:: Information provided ::

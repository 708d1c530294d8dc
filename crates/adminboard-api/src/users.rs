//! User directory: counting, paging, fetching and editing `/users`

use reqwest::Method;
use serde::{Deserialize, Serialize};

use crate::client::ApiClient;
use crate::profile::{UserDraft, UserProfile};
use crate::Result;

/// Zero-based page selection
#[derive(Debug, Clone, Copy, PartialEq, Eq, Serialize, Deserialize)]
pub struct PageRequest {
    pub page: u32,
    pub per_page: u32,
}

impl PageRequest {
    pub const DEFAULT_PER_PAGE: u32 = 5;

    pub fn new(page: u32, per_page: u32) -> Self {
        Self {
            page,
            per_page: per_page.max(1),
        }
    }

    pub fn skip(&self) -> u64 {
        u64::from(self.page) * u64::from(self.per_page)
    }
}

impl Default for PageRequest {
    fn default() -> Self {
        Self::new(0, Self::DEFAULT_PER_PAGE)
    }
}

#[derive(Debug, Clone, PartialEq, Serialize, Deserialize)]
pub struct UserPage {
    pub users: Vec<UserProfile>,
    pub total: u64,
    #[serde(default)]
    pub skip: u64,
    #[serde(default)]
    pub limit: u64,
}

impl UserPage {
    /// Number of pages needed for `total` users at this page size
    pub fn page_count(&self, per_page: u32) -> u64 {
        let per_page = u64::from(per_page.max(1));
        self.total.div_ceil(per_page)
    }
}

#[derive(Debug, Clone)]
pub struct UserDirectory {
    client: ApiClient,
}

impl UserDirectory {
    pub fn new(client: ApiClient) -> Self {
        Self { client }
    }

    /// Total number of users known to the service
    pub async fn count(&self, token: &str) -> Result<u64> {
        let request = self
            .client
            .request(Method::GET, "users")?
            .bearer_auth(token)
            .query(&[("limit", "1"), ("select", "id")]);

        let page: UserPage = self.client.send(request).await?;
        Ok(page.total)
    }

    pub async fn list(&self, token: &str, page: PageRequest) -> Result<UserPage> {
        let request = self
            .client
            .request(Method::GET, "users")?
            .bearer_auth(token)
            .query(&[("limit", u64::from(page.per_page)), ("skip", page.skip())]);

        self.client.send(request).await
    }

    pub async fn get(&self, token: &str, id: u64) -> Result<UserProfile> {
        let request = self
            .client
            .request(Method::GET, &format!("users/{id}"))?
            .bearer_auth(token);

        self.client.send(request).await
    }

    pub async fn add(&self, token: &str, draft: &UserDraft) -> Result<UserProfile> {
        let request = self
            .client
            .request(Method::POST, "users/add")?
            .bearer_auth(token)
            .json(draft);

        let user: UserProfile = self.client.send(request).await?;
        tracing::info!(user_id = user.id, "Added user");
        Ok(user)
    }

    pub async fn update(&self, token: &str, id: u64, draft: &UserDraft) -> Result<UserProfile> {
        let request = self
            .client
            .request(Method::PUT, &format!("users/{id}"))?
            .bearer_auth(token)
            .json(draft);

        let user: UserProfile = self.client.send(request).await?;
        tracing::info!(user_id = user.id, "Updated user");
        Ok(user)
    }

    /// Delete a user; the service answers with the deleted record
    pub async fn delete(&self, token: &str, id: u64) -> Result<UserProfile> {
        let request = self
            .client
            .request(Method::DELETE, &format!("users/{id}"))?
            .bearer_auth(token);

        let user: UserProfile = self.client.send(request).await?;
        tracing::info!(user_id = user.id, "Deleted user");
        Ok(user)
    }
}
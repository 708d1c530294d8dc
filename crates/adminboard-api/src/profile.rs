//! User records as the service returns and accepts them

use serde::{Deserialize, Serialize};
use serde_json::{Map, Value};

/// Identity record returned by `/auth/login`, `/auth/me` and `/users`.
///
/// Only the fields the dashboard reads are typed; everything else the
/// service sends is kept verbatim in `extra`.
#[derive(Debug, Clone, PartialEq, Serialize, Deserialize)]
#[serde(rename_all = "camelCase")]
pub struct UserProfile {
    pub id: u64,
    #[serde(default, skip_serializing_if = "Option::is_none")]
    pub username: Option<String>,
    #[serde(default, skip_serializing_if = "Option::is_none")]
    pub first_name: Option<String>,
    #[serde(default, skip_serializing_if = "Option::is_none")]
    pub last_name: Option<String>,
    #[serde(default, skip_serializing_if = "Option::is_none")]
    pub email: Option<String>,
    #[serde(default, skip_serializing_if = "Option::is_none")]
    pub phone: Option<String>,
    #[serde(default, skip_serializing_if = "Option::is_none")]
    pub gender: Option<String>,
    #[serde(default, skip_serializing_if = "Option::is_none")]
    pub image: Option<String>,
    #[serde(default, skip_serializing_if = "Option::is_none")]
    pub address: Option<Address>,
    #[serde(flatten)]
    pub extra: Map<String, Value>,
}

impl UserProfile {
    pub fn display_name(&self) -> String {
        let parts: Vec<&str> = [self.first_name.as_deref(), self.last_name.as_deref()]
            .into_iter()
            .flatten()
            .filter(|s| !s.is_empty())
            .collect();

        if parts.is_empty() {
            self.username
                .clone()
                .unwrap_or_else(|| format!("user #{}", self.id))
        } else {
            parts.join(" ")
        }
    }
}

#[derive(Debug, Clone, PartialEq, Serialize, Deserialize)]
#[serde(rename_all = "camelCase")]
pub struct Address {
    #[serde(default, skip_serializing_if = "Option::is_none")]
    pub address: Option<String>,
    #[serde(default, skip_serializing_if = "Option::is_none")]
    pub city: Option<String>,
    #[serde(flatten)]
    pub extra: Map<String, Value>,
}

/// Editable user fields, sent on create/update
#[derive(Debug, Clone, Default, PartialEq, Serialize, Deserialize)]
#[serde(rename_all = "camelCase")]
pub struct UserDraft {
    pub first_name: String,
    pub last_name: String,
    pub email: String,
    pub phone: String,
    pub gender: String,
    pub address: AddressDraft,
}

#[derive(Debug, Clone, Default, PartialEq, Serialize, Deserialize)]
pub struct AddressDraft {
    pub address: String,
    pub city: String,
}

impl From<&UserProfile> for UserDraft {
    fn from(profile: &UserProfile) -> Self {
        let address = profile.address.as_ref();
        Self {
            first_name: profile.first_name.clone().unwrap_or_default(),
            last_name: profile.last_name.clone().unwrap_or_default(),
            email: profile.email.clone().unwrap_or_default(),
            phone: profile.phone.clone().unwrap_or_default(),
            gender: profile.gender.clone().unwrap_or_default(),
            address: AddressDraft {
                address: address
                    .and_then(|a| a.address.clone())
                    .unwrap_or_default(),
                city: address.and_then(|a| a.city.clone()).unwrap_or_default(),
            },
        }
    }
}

:::
:: Information provided ::

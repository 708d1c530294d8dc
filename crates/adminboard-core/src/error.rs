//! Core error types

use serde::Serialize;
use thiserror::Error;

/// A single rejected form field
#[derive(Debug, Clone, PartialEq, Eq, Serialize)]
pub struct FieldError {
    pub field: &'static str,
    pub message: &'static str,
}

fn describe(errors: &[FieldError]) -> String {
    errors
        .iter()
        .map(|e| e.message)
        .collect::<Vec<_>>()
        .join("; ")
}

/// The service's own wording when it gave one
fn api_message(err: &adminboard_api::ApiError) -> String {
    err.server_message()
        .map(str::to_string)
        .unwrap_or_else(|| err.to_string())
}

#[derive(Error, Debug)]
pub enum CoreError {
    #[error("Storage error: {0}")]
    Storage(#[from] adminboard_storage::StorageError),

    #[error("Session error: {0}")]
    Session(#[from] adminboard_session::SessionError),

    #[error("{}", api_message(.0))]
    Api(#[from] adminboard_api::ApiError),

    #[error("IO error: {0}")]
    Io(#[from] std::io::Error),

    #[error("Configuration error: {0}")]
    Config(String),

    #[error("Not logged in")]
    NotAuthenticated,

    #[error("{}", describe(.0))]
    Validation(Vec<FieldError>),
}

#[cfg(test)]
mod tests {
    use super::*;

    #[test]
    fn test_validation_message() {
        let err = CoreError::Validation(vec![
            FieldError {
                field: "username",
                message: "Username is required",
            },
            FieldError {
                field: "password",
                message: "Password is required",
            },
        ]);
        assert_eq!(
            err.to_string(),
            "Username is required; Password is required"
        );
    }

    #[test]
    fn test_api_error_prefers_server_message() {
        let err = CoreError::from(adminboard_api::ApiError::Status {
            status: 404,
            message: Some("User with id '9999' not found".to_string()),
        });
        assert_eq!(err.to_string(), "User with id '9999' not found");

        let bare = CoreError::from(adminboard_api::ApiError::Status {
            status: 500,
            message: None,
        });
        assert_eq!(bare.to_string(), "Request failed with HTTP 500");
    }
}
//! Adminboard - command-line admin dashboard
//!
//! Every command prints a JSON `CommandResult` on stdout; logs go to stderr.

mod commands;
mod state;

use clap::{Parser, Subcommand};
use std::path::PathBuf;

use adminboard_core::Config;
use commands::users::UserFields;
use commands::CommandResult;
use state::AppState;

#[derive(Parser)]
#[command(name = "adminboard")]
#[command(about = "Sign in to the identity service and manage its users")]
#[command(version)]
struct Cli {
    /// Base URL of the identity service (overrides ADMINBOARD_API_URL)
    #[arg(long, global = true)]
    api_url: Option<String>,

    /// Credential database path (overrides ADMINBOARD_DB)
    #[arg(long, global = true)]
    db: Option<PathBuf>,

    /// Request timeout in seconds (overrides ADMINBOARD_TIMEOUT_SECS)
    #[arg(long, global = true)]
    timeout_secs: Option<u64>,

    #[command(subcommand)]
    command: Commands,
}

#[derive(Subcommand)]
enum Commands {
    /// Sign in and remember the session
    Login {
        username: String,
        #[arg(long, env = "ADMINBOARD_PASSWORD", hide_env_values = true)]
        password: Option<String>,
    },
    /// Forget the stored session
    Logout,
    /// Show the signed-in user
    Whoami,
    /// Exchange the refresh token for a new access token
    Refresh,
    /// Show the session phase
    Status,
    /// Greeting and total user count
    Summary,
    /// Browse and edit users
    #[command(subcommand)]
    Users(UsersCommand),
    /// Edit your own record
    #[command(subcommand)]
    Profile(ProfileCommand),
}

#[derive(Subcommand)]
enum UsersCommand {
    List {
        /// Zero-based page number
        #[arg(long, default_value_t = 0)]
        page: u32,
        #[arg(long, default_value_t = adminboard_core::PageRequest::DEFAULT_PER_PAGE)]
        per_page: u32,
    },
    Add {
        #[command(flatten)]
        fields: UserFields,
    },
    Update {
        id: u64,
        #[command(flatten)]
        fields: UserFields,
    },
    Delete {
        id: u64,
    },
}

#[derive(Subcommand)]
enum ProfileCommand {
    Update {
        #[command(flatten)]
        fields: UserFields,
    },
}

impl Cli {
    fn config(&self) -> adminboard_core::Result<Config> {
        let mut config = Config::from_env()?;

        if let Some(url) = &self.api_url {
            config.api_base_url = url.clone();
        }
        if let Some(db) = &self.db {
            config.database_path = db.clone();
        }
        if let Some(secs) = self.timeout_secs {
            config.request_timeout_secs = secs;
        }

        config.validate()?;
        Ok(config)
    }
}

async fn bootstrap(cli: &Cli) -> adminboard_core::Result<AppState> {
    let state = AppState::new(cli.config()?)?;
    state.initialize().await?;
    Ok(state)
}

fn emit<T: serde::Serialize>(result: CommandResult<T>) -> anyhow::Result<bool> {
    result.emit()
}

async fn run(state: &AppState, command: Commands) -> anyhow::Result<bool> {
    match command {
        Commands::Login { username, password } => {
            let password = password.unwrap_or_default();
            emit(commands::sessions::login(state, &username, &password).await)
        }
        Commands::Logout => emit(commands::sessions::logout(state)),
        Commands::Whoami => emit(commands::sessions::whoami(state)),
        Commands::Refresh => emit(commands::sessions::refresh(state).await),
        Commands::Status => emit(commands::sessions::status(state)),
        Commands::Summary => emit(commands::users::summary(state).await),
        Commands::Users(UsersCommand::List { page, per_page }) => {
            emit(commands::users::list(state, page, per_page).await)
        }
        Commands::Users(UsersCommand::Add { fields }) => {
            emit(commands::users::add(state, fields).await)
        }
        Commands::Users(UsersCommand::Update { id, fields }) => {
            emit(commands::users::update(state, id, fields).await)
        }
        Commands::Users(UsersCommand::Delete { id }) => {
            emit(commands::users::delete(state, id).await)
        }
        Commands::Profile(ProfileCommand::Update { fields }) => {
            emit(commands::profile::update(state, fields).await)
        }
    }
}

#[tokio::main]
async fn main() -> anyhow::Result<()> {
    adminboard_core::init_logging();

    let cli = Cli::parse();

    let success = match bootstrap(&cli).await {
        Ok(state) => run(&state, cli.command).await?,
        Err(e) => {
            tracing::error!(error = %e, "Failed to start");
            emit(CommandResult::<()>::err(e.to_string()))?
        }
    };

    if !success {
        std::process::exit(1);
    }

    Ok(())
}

:::
:: Information provided ::

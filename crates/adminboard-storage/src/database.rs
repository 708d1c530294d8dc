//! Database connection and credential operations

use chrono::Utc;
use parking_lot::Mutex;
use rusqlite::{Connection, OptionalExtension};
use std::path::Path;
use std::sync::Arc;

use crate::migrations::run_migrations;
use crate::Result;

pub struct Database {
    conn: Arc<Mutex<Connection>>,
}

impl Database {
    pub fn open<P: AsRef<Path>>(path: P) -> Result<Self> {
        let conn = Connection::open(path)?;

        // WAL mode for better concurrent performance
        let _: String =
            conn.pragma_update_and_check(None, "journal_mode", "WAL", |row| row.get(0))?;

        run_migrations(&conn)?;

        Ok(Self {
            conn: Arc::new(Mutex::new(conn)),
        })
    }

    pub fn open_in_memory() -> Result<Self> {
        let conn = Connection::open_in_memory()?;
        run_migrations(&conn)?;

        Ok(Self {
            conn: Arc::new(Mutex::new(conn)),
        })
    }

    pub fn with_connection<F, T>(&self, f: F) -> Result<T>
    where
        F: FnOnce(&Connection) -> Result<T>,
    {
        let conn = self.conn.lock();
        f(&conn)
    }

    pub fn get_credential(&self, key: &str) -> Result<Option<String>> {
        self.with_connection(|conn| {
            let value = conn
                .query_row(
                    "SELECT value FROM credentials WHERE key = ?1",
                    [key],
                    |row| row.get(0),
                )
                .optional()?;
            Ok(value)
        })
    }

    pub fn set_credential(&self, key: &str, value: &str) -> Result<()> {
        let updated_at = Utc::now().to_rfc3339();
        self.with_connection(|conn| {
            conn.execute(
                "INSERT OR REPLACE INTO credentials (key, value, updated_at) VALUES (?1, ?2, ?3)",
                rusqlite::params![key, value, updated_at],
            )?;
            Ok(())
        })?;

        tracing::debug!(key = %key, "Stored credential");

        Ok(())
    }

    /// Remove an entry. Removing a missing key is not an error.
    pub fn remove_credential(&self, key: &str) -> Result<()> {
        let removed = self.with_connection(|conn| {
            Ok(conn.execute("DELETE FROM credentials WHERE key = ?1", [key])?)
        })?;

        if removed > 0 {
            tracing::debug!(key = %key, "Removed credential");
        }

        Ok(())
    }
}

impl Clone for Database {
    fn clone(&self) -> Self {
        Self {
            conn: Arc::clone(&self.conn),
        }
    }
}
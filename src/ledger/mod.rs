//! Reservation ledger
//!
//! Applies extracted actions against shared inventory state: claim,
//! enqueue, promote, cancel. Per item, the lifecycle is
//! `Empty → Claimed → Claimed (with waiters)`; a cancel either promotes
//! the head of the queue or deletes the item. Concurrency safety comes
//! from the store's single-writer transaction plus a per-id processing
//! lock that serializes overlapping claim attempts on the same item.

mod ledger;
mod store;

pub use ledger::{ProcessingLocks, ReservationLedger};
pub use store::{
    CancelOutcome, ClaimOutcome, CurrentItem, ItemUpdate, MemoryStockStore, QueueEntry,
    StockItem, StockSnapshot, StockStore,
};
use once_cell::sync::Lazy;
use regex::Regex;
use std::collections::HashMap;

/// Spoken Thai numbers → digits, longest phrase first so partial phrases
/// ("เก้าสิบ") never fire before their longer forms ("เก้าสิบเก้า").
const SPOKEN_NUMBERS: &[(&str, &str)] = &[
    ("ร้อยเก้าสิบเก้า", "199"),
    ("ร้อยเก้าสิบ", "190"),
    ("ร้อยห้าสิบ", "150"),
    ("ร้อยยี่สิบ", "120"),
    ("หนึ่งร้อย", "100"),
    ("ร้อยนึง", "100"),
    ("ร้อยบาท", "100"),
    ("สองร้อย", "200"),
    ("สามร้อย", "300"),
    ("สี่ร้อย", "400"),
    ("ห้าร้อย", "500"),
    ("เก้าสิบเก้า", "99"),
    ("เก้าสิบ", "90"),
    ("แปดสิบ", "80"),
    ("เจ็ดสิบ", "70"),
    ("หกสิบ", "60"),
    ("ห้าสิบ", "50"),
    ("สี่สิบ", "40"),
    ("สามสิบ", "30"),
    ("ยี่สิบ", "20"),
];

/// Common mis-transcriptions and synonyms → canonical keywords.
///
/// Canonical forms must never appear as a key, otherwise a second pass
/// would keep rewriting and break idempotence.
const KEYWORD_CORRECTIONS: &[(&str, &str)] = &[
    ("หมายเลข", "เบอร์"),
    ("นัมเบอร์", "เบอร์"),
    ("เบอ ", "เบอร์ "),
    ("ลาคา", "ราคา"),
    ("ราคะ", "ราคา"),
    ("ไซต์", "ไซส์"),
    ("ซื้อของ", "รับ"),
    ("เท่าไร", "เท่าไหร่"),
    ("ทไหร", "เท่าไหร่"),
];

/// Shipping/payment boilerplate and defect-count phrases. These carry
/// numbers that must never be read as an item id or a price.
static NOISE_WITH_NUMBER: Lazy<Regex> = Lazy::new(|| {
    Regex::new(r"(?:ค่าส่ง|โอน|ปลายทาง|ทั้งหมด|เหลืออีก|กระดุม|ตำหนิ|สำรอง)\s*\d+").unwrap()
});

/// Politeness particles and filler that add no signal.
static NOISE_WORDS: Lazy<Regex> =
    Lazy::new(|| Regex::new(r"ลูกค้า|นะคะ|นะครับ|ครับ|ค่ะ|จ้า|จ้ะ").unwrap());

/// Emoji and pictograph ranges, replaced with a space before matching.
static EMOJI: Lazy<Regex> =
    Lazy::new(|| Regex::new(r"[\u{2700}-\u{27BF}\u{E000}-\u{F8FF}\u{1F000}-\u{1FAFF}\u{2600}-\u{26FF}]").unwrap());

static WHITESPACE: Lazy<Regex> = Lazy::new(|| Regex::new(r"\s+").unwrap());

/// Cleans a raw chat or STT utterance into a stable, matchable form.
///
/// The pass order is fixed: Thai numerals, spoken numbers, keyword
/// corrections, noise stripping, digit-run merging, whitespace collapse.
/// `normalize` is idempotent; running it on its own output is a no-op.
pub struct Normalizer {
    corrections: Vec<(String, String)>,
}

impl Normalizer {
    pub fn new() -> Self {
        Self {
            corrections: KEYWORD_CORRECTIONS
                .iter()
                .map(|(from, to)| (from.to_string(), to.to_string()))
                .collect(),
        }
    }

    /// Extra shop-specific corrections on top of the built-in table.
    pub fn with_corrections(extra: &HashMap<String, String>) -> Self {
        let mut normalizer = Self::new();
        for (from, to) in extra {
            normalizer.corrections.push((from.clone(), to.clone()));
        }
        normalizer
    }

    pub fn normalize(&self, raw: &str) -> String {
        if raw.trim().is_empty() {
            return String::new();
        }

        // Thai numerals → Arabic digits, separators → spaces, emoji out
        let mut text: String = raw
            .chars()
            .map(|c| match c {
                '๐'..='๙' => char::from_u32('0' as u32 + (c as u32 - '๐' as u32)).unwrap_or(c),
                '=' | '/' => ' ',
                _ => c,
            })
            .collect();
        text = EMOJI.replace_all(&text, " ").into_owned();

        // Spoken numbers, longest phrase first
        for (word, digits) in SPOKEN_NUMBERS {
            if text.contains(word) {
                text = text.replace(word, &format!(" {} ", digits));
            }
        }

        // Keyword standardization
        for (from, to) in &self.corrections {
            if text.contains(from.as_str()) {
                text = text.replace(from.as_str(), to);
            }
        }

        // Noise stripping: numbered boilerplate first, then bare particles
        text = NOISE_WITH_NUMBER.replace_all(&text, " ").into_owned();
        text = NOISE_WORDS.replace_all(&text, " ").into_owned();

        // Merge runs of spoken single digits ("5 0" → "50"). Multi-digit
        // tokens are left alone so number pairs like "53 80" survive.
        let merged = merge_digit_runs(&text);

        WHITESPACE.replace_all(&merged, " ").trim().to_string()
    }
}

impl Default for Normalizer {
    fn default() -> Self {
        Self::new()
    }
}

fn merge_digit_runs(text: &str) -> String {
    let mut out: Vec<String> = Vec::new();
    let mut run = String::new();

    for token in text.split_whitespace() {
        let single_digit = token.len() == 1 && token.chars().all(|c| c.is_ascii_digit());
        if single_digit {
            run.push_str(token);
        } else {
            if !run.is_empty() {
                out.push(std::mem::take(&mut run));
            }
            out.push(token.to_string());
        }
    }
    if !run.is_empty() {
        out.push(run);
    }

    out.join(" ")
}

:::

> _Your objective_: Search the entries for the word "Zero" and gather every line where it appears.

> _Result of this task_:
/// Zero-based page selection
        /// Zero-based page number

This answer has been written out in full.